Preferably, the 3rd accelerometer and the 4th accelerometer lay respectively at the center of gravity of trocar sheath and inner guide so that The measuring point of trocar sheath and inner guide is positioned at same cross-section, and then may determine that both relative displacements in same radial direction, from And can more accurately judge that wall bushing has collisionless, the air gap deficiency to cause problems such as puncturing in earthquake.
Described 3rd accelerometer is also respectively arranged on first sleeve near one end of transition tank, first sleeve away from transition tank One end, the second sleeve pipe near one end of transition tank and the second sleeve pipe away from one end of transition tank.Because wall bushing is above-mentioned Position is all the weak link under earthquake disaster, on the basis of taking into full account testing cost, measuring point is located at above-mentioned position, i.e. Can reach the effect of the anti-seismic performance assessing sleeve pipe on the whole.
Described acceleration measurement device also includes that the 4th accelerometer being located on described installing plate, the 4th accelerometer are used In the outer moment of torsion of the plate measuring installing plate.
Present invention additionally comprises displacement measuring device, institute's displacement measurement device is for vibration table, support beam and set through walls Tube outer surface carries out displacement measurement.By installing acceleration measurement device and displacement measuring device on this assay device, permissible Wall bushing acceleration under seismic stimulation and displacement are measured, utilizes acceleration and displacement relation, can mutually check Result of the test, it is ensured that the reliability of sensor measurement.

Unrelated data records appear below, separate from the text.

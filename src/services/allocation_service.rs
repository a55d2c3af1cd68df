use std::collections::BTreeSet;

use crate::config::LotteryConfig;
use crate::entities::ticket_entity as tickets;
use crate::error::{AppError, AppResult};
use crate::models::ClaimResponse;
use crate::services::round_service::{RoundLock, load_active_round};
use crate::services::{LotteryEvent, RoundEvents};
use chrono::Utc;
use sea_orm::sea_query::Expr;
use sea_orm::{
    ColumnTrait, DatabaseConnection, EntityTrait, QueryFilter, QueryOrder, QuerySelect, Select,
    TransactionTrait,
};

/// Validated claim input
#[derive(Debug, Clone, PartialEq, Eq)]
pub struct ClaimRequest {
    /// Distinct ticket numbers, ascending
    pub numbers: Vec<i32>,
    pub owner_name: String,
}

impl ClaimRequest {
    /// Check shape only; range against the round is checked inside the transaction
    pub fn parse(numbers: &[i32], owner_name: &str, lottery: &LotteryConfig) -> AppResult<Self> {
        let owner_name = owner_name.trim();
        let len = owner_name.chars().count();
        if len < lottery.owner_name_min || len > lottery.owner_name_max {
            return Err(AppError::ValidationError(format!(
                "Name must be between {} and {} characters",
                lottery.owner_name_min, lottery.owner_name_max
            )));
        }
        if owner_name.chars().any(char::is_control) {
            return Err(AppError::ValidationError(
                "Name contains invalid characters".to_string(),
            ));
        }

        if numbers.is_empty() {
            return Err(AppError::ValidationError(
                "Select at least one ticket".to_string(),
            ));
        }
        let distinct: BTreeSet<i32> = numbers.iter().copied().collect();
        if let Some(bad) = distinct.iter().find(|n| **n < 1) {
            return Err(AppError::ValidationError(format!(
                "Ticket numbers must be positive, got {bad}"
            )));
        }

        Ok(Self {
            numbers: distinct.into_iter().collect(),
            owner_name: owner_name.to_string(),
        })
    }
}

/// Requested numbers that are not free among `rows`; a missing row counts as
/// unavailable
pub fn unavailable_numbers(requested: &[i32], rows: &[tickets::Model]) -> Vec<i32> {
    let free: BTreeSet<i32> = rows
        .iter()
        .filter(|t| !t.is_taken)
        .map(|t| t.number)
        .collect();
    requested
        .iter()
        .copied()
        .filter(|n| !free.contains(n))
        .collect()
}

/// Numbers to report after the conditional update came up short
///
/// `rows` is a fresh read taken after rolling back. If the competing claim
/// has itself been rolled back by then, nothing looks taken and the whole
/// request is reported.
pub fn contested_numbers(requested: &[i32], rows: &[tickets::Model]) -> Vec<i32> {
    let unavailable = unavailable_numbers(requested, rows);
    if unavailable.is_empty() {
        requested.to_vec()
    } else {
        unavailable
    }
}

fn claim_update_complete(rows_affected: u64, requested: usize) -> bool {
    rows_affected == requested as u64
}

fn requested_tickets(round_id: i32, numbers: &[i32]) -> Select<tickets::Entity> {
    tickets::Entity::find()
        .filter(tickets::Column::RoundId.eq(round_id))
        .filter(tickets::Column::Number.is_in(numbers.to_vec()))
        .order_by_asc(tickets::Column::Number)
}

fn claim_message(count: usize, owner_name: &str) -> String {
    if count == 1 {
        format!("1 ticket registered to {owner_name}!")
    } else {
        format!("{count} tickets registered to {owner_name}!")
    }
}

#[derive(Clone)]
pub struct AllocationService {
    pool: DatabaseConnection,
    lottery: LotteryConfig,
    events: RoundEvents,
}

impl AllocationService {
    pub fn new(pool: DatabaseConnection, lottery: LotteryConfig, events: RoundEvents) -> Self {
        Self {
            pool,
            lottery,
            events,
        }
    }

    /// Claim tickets for an owner, all or nothing
    ///
    /// 1. share-lock the active round row (a concurrent round start or lock
    ///    toggle waits, and an archived round is never claimed into)
    /// 2. reject a locked round and numbers outside 1..=pool_size
    /// 3. row-lock the requested tickets and verify every one is free
    /// 4. conditional update (is_taken = false) and compare the row count
    ///
    /// Any failure drops the transaction, so nothing is written.
    pub async fn claim_tickets(&self, numbers: &[i32], owner_name: &str) -> AppResult<ClaimResponse> {
        let request = ClaimRequest::parse(numbers, owner_name, &self.lottery)?;
        let requested = request.numbers.len();

        let txn = self.pool.begin().await?;

        let round = load_active_round(&txn, RoundLock::Shared)
            .await?
            .ok_or(AppError::NoActiveRound)?;

        if round.is_locked {
            return Err(AppError::RoundLocked);
        }

        let out_of_range: Vec<String> = request
            .numbers
            .iter()
            .filter(|n| !round.contains_number(**n))
            .map(|n| n.to_string())
            .collect();
        if !out_of_range.is_empty() {
            return Err(AppError::ValidationError(format!(
                "Ticket numbers must be between 1 and {}: {}",
                round.pool_size,
                out_of_range.join(", ")
            )));
        }

        let rows = requested_tickets(round.id, &request.numbers)
            .lock_exclusive()
            .all(&txn)
            .await?;

        let unavailable = unavailable_numbers(&request.numbers, &rows);
        if !unavailable.is_empty() {
            log::warn!(
                "Claim by {} rejected in round {}: {:?} unavailable",
                request.owner_name,
                round.id,
                unavailable
            );
            return Err(AppError::AlreadyTaken(unavailable));
        }

        let result = tickets::Entity::update_many()
            .col_expr(
                tickets::Column::OwnerName,
                Expr::value(request.owner_name.clone()),
            )
            .col_expr(tickets::Column::IsTaken, Expr::value(true))
            .col_expr(tickets::Column::ClaimedAt, Expr::value(Utc::now()))
            .filter(tickets::Column::RoundId.eq(round.id))
            .filter(tickets::Column::Number.is_in(request.numbers.clone()))
            .filter(tickets::Column::IsTaken.eq(false))
            .exec(&txn)
            .await?;

        if !claim_update_complete(result.rows_affected, requested) {
            log::warn!(
                "Claim in round {} updated {} of {} tickets, rolling back",
                round.id,
                result.rows_affected,
                requested
            );
            txn.rollback().await?;
            let now = requested_tickets(round.id, &request.numbers)
                .all(&self.pool)
                .await?;
            return Err(AppError::AlreadyTaken(contested_numbers(
                &request.numbers,
                &now,
            )));
        }

        txn.commit().await?;

        log::info!(
            "{} claimed {:?} in round {}",
            request.owner_name,
            request.numbers,
            round.id
        );
        self.events.publish(LotteryEvent::TicketsClaimed {
            round_id: round.id,
            numbers: request.numbers.clone(),
        });

        Ok(ClaimResponse {
            round_id: round.id,
            count: result.rows_affected,
            message: claim_message(requested, &request.owner_name),
            numbers: request.numbers,
            owner_name: request.owner_name,
        })
    }
}

#[cfg(test)]
mod tests {
    use super::*;
    use assert_matches::assert_matches;

    fn lottery() -> LotteryConfig {
        LotteryConfig::default()
    }

    #[test]
    fn numbers_are_deduplicated_and_sorted() {
        let request = ClaimRequest::parse(&[3, 1, 3, 2], "Ola", &lottery()).unwrap();
        assert_eq!(request.numbers, vec![1, 2, 3]);
    }

    #[test]
    fn owner_name_is_trimmed_before_length_check() {
        let request = ClaimRequest::parse(&[1], "  Ola  ", &lottery()).unwrap();
        assert_eq!(request.owner_name, "Ola");
        assert_matches!(
            ClaimRequest::parse(&[1], " O ", &lottery()),
            Err(AppError::ValidationError(_))
        );
    }

    #[test]
    fn name_length_bounds_are_inclusive() {
        assert!(ClaimRequest::parse(&[1], "Al", &lottery()).is_ok());
        assert!(ClaimRequest::parse(&[1], &"x".repeat(50), &lottery()).is_ok());
        assert_matches!(
            ClaimRequest::parse(&[1], &"x".repeat(51), &lottery()),
            Err(AppError::ValidationError(_))
        );
    }

    #[test]
    fn name_length_counts_characters_not_bytes() {
        assert!(ClaimRequest::parse(&[1], "Øy", &lottery()).is_ok());
    }

    #[test]
    fn empty_and_non_positive_numbers_are_rejected() {
        assert_matches!(
            ClaimRequest::parse(&[], "Ola", &lottery()),
            Err(AppError::ValidationError(_))
        );
        assert_matches!(
            ClaimRequest::parse(&[0, 1], "Ola", &lottery()),
            Err(AppError::ValidationError(_))
        );
        assert_matches!(
            ClaimRequest::parse(&[-4], "Ola", &lottery()),
            Err(AppError::ValidationError(_))
        );
    }

    fn row(number: i32, owner: Option<&str>) -> tickets::Model {
        tickets::Model {
            id: number,
            round_id: 1,
            number,
            owner_name: owner.map(str::to_string),
            is_taken: owner.is_some(),
            has_won: false,
            claimed_at: None,
            won_at: None,
        }
    }

    #[test]
    fn unavailable_lists_taken_and_missing_numbers() {
        let rows = vec![row(1, None), row(2, Some("Ola")), row(3, None)];
        assert_eq!(unavailable_numbers(&[1, 2, 3], &rows), vec![2]);
        assert_eq!(unavailable_numbers(&[1, 4], &rows), vec![4]);
        assert!(unavailable_numbers(&[1, 3], &rows).is_empty());
    }

    #[test]
    fn short_update_is_detected() {
        assert!(claim_update_complete(3, 3));
        assert!(!claim_update_complete(2, 3));
        assert!(!claim_update_complete(0, 1));
    }

    #[test]
    fn short_update_reports_only_numbers_lost_to_the_other_claim() {
        let after = vec![row(2, None), row(3, Some("Kari")), row(4, None)];
        assert_eq!(contested_numbers(&[2, 3, 4], &after), vec![3]);
    }

    #[test]
    fn short_update_reports_whole_request_when_nothing_looks_taken() {
        let after = vec![row(2, None), row(3, None)];
        assert_eq!(contested_numbers(&[2, 3], &after), vec![2, 3]);
    }

    #[test]
    fn message_pluralizes() {
        assert_eq!(claim_message(1, "Ola"), "1 ticket registered to Ola!");
        assert_eq!(claim_message(2, "Kari"), "2 tickets registered to Kari!");
    }
}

Present invention additionally comprises strain gauge means, this strain gauge means includes the first strain being located at trocar sheath outer surface Count and be located at the second strain gauge of inner guide outer surface, in order to assess strain and the deformation of trocar sheath and inner guide, thus Determine the shock strength of test sample.
Owing to place tank connected with transition on wall bushing is the link that antidetonation is the weakest, in first sleeve near transition One end and second sleeve pipe of tank arrange the first strain gauge near one end of transition tank, the first guide rod near one end of transition tank with And second guide rod arrange the second strain gauge near one end of transition tank, both can reach the effect of test strain, can save again Testing cost.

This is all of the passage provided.